Но это не повод признать, что противоположная крайность – человек, «точно знающий, что ему нравится», поскольку так ему подсказывает природная интуиция, – будет прав в этой или какой-либо другой области. Никто и никогда не скажет так о предмете, которому посвящены хотя бы какие-то размышления и в отношении которого принята на себя хоть какая-то ответственность. Долгая практика рождает малую толику умений, – это справедливо для любой деятельности. Если брать уроки кулинарии или игры в гольф, возможно, получаться будет не слишком хорошо, однако точно много лучше, чем если не учиться вовсе. Я верю, что можно научиться задавать картине такие вопросы, поиск ответов на которые позволит продлить и усилить удовольствие, которое она дарит; если же (и все те великие мужи, чьи имена я только что перечислил, совершенно определенно согласились бы) искусство – это нечто большее, чем просто источник удовольствия, тогда на интуитивном «знаю, что мне нравится» точно далеко не уедешь. Искусство не леденец и даже не рюмка ликера. Значение великого произведения искусства – хотя бы то немногое, что нам под силу понять, – должно иметь прямое отношение к нашей собственной жизни и способствовать подъему духовной энергии. Смотреть на картину – занятие, требующее деятельного участия, а поначалу и некоторой дисциплины.

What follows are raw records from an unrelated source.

//! Handlers for short URL resolution.

use axum::{
    extract::{Path, State},
    http::{HeaderValue, StatusCode, header},
    response::{IntoResponse, Response},
};
use tracing::error;
use url::Url;

use crate::error::AppError;
use crate::state::AppState;

/// Redirects a token to its original URL.
///
/// # Endpoint
///
/// `GET /api/shorturl/{token}`
///
/// # Response Codes
///
/// - **302 Found**: `Location` is the original URL, percent-encoded
/// - **404 Not Found**: no mapping for this token
/// - **500 Internal Server Error**: storage failure
pub async fn redirect_handler(
    Path(token): Path<String>,
    State(state): State<AppState>,
) -> Response {
    resolve_token(&state, &token).await
}

/// Handles `GET /api/shorturl` with no token.
///
/// Answers 400 `"Invalid short URL"` without touching the store.
pub async fn missing_token_handler(State(state): State<AppState>) -> Response {
    resolve_token(&state, "").await
}

async fn resolve_token(state: &AppState, token: &str) -> Response {
    let target = match state.resolve_service.resolve(token).await {
        Ok(target) => target,
        Err(e) => return AppError::from(e).render(state.error_format),
    };

    match HeaderValue::from_str(&location_for(&target)) {
        Ok(location) => (StatusCode::FOUND, [(header::LOCATION, location)]).into_response(),
        Err(e) => {
            error!(token = %token, error = %e, "Stored URL is not a valid Location header");
            AppError::Internal.render(state.error_format)
        }
    }
}

/// ASCII form of a stored URL for the `Location` header.
///
/// Non-ASCII paths are percent-encoded and hosts converted to punycode; the
/// stored text itself is left untouched.
fn location_for(target: &str) -> String {
    match Url::parse(target) {
        Ok(url) => url.into(),
        Err(_) => target.to_string(),
    }
}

Не думаю, что это занятие подчиняется каким-то конкретным правилам, но, возможно, наблюдения закоренелого любителя живописи, сделанные на основе его личного опыта, могут быть полезными в качестве своего рода пособия; именно они задокументированы в эссе, что последуют далее. Я постарался записать так точно, как смог, направление чувств и мыслей, посетивших меня перед шестнадцатью великими картинами. Выбор их был сделан с тем учетом, чтобы диапазон оказался как можно шире, в связи с чем мои реакции значительно отличались в зависимости от произведения. Иногда, как в случае с «Менинами», в первую очередь мое внимание привлекал сюжет; иногда, как перед картиной Делакруа, осведомленность о некоторых особенностях характера художника предопределяла ви`дение его работы. Впрочем, как я обнаружил, мое восприятие каждой картины всегда следовало примерно одной и той же схеме: первое впечатление, пристальное изучение, обращение к памяти, пересмотр.

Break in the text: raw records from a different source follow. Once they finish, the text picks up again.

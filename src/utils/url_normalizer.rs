//! Submitted URL validation and normalization.
//!
//! Normalization is whitespace trimming only. The scheme, host, port, path and
//! fragment are stored exactly as submitted; parsing is used for validation.

use std::fmt;
use url::Url;

/// Reasons a submitted string is not an acceptable web URL.
#[derive(Debug, Clone, PartialEq, Eq, thiserror::Error)]
pub enum InvalidUrl {
    #[error("URL is empty")]
    Empty,

    #[error("URL contains whitespace")]
    ContainsWhitespace,

    #[error("Invalid URL format: {0}")]
    InvalidFormat(String),

    #[error("Only HTTP and HTTPS protocols are allowed")]
    UnsupportedProtocol,

    #[error("URL must have the form scheme://host")]
    MissingAuthority,

    #[error("URL has no host")]
    MissingHost,
}

/// A trimmed, syntactically valid absolute `http`/`https` URL.
#[derive(Debug, Clone, PartialEq, Eq)]
pub struct NormalizedUrl(String);

impl NormalizedUrl {
    pub fn as_str(&self) -> &str {
        &self.0
    }

    pub fn into_string(self) -> String {
        self.0
    }
}

impl AsRef<str> for NormalizedUrl {
    fn as_ref(&self) -> &str {
        &self.0
    }
}

impl fmt::Display for NormalizedUrl {
    fn fmt(&self, f: &mut fmt::Formatter<'_>) -> fmt::Result {
        f.write_str(&self.0)
    }
}

/// Trims `raw` and checks that it is a web URI.
///
/// # Rules
///
/// 1. Leading and trailing whitespace is removed
/// 2. Interior whitespace is rejected
/// 3. The scheme must be `http` or `https` (any case) and be followed by `://`
/// 4. The host must be present and syntactically valid
///
/// No network access is performed.
///
/// # Errors
///
/// Returns the matching [`InvalidUrl`] variant for the first rule violated.
///
/// # Examples
///
/// ```
/// use shorturl::utils::url_normalizer::normalize_and_validate;
///
/// let url = normalize_and_validate("  https://example.com/page ").unwrap();
/// assert_eq!(url.as_str(), "https://example.com/page");
///
/// assert!(normalize_and_validate("not-a-url").is_err());
/// ```
pub fn normalize_and_validate(raw: &str) -> Result<NormalizedUrl, InvalidUrl> {
    let trimmed = raw.trim();

    if trimmed.is_empty() {
        return Err(InvalidUrl::Empty);
    }

    if trimmed.chars().any(char::is_whitespace) {
        return Err(InvalidUrl::ContainsWhitespace);
    }

    let url = Url::parse(trimmed).map_err(|e| InvalidUrl::InvalidFormat(e.to_string()))?;

    match url.scheme() {
        "http" | "https" => {}
        _ => return Err(InvalidUrl::UnsupportedProtocol),
    }

    // `http:example.com` parses, but is not a web URI as written.
    let after_scheme = trimmed.get(url.scheme().len()..).unwrap_or_default();
    if !after_scheme.starts_with("://") {
        return Err(InvalidUrl::MissingAuthority);
    }

    if url.host_str().is_none_or(str::is_empty) {
        return Err(InvalidUrl::MissingHost);
    }

    Ok(NormalizedUrl(trimmed.to_string()))
}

В первую очередь я вижу картину как целое, и задолго до того, как успеваю опознать сюжет, в моем сознании уже складывается общее впечатление, критерии которого – взаимоотношения тона и отведенного для него пространства, формы и цвета. Это первое впечатление происходит немедленно, и я ни капли не покривлю душой, если скажу, что испытал бы его даже в автобусе, мчащемся со скоростью тридцать миль в час мимо витрины, где выставлена великая картина.

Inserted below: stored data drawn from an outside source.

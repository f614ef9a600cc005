//! CLI administration tool for shorturl.
//!
//! Runs the shorten and resolve protocols directly against the database and
//! reports store status, without going through the HTTP server.
//!
//! # Usage
//!
//! ```bash
//! # Shorten a URL
//! cargo run --bin admin -- shorten "https://example.com/page"
//!
//! # Look up a token
//! cargo run --bin admin -- resolve xY12abcDEF_-
//!
//! # Count stored mappings
//! cargo run --bin admin -- stats
//!
//! # Check database connection
//! cargo run --bin admin -- db check
//! ```
//!
//! Database settings are read the same way as the server (`DATABASE_URL` or
//! the `DB_*` components, `.env` supported).

use shorturl::application::services::{
    ResolveError, ResolveService, ShortenError, ShortenService, with_deadline,
};
use shorturl::config::Config;
use shorturl::domain::repositories::MappingRepository;
use shorturl::infrastructure::persistence::PgMappingRepository;

use anyhow::{Context, Result};
use clap::{Parser, Subcommand};
use colored::*;
use std::sync::Arc;
use std::time::Duration;

/// CLI tool for managing shorturl.
#[derive(Parser)]
#[command(name = "admin")]
#[command(author, version, about, long_about = None)]
struct Cli {
    #[command(subcommand)]
    command: Commands,
}

/// Top-level commands.
#[derive(Subcommand)]
enum Commands {
    /// Shorten a URL (reuses the existing token if already stored)
    Shorten {
        /// URL to shorten
        url: String,
    },

    /// Resolve a token to its original URL
    Resolve {
        /// Short token
        token: String,
    },

    /// Show statistics
    Stats,

    /// Database operations
    Db {
        #[command(subcommand)]
        action: DbAction,
    },
}

/// Database operation subcommands.
#[derive(Subcommand)]
enum DbAction {
    /// Check database connection
    Check,
}

#[tokio::main]
async fn main() -> Result<()> {
    dotenvy::dotenv().ok();

    let cli = Cli::parse();

    let config = Config::from_env()?;
    config.validate()?;
    let pool = shorturl::server::connect(&config).await?;
    let repo = Arc::new(PgMappingRepository::new(Arc::new(pool)));

    match cli.command {
        Commands::Shorten { url } => {
            let service = ShortenService::new(repo).with_store_timeout(config.store_timeout());
            shorten(&service, &url).await?
        }
        Commands::Resolve { token } => {
            let service = ResolveService::new(repo).with_store_timeout(config.store_timeout());
            resolve(&service, &token).await?
        }
        Commands::Stats => handle_stats(repo.as_ref(), config.store_timeout()).await?,
        Commands::Db { action } => match action {
            DbAction::Check => check_connection(repo.as_ref(), config.store_timeout()).await?,
        },
    }

    Ok(())
}

async fn shorten(service: &ShortenService<PgMappingRepository>, url: &str) -> Result<()> {
    match service.shorten(url).await {
        Ok(mapping) => {
            println!("{}", "✅ Shortened".green().bold());
            println!("  Original: {}", mapping.original_url.cyan());
            println!("  Token:    {}", mapping.short_url.bright_yellow().bold());
            println!(
                "  Created:  {}",
                mapping.created_at.format("%Y-%m-%d %H:%M:%S UTC")
            );
            Ok(())
        }
        Err(ShortenError::InvalidUrl(reason)) => {
            println!("{} {}", "❌ Invalid URL:".red().bold(), reason);
            std::process::exit(2);
        }
        Err(e) => Err(e).context("Failed to shorten URL"),
    }
}

async fn resolve(service: &ResolveService<PgMappingRepository>, token: &str) -> Result<()> {
    match service.resolve(token).await {
        Ok(url) => {
            println!("{} {}", token.bright_yellow(), "→".bright_black());
            println!("  {}", url.cyan());
            Ok(())
        }
        Err(e) => match unresolved(&e, token) {
            Some((message, code)) => {
                println!("{} {}", "❌".red(), message.red().bold());
                std::process::exit(code);
            }
            None => Err(e).context("Failed to resolve token"),
        },
    }
}

/// Message and exit code for a token that resolves to nothing; `None` for
/// storage failures.
fn unresolved(err: &ResolveError, token: &str) -> Option<(String, i32)> {
    match err {
        ResolveError::NotFound => Some((format!("No URL found for {}", token), 1)),
        ResolveError::BadRequest => Some(("Token must not be blank".to_string(), 2)),
        ResolveError::Storage(_) => None,
    }
}

/// Displays mapping count.
async fn handle_stats(repo: &dyn MappingRepository, deadline: Duration) -> Result<()> {
    println!("{}", "📊 Statistics".bright_blue().bold());
    println!();

    let count = with_deadline(deadline, repo.count())
        .await
        .map_err(|e| anyhow::anyhow!("Failed to count mappings: {}", e))?;

    println!("  Mappings: {}", count.to_string().bright_yellow().bold());

    Ok(())
}

/// Checks database connectivity.
async fn check_connection(repo: &dyn MappingRepository, deadline: Duration) -> Result<()> {
    print!("{} ", "Checking database connection...".bright_white());

    match with_deadline(deadline, repo.ping()).await {
        Ok(()) => {
            println!("{}", "OK".green().bold());
            Ok(())
        }
        Err(e) => {
            println!("{}", "FAILED".red().bold());
            Err(anyhow::anyhow!("Database check failed: {}", e))
        }
    }
}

Я должен также признаться, что опыт такого мгновенного воздействия бывал разочаровывающим: выпрыгивая из автобуса, я спешил к картине лишь для того, чтобы мое лучезарное первое впечатление омрачилось предательским недостатком мастерства или общей непримечательностью исполнения. Поэтому за потрясением от встречи непременно должен последовать период пристального изучения, в процессе которого я по очереди рассматриваю то одну, то другую часть, восхищаюсь теми участками, где цвета особенно гармоничны, а рисунку удалось ухватить очертания объекта; вопрос, что намеревался изобразить художник, возникает на этой стадии естественным образом. Если художник демонстрирует при этом высокое мастерство, удовольствие от изучения умножается и мое внимание на мгновение-другое может задержаться на живописных качествах. Но совсем скоро в дело вступят мои критические навыки, и вот я уже ищу основной мотив, или главную идею, которая определяет общий эффект, производимый картиной.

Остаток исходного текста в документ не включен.